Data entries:

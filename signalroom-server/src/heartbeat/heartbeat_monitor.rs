use crate::signaling::HubHandle;
use std::time::Duration;
use tokio::task::JoinHandle;
use tokio::time::{Instant, MissedTickBehavior, interval_at};
use tokio_util::sync::CancellationToken;
use tracing::{debug, info};

/// Periodic timer that asks the hub to sweep for unresponsive connections.
pub struct HeartbeatMonitor {
    cancel: CancellationToken,
    task: JoinHandle<()>,
}

impl HeartbeatMonitor {
    /// Starts ticking one full `period` from now.
    pub fn spawn(hub: HubHandle, period: Duration) -> Self {
        let cancel = CancellationToken::new();
        let token = cancel.clone();

        let task = tokio::spawn(async move {
            let mut ticker = interval_at(Instant::now() + period, period);
            ticker.set_missed_tick_behavior(MissedTickBehavior::Delay);
            info!(period_ms = period.as_millis() as u64, "heartbeat started");

            loop {
                tokio::select! {
                    _ = token.cancelled() => break,
                    _ = ticker.tick() => {
                        debug!("heartbeat tick");
                        if hub.sweep().await.is_err() {
                            debug!("hub gone, heartbeat exiting");
                            break;
                        }
                    }
                }
            }

            info!("heartbeat stopped");
        });

        Self { cancel, task }
    }

    /// Cancels the timer and waits for it to finish.
    pub async fn stop(self) {
        self.cancel.cancel();
        let _ = self.task.await;
    }
}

> Problem description
Return each line of the records above in which the word "sweep" occurs.

> Solution for this exercise
/// Periodic timer that asks the hub to sweep for unresponsive connections.
                        if hub.sweep().await.is_err() {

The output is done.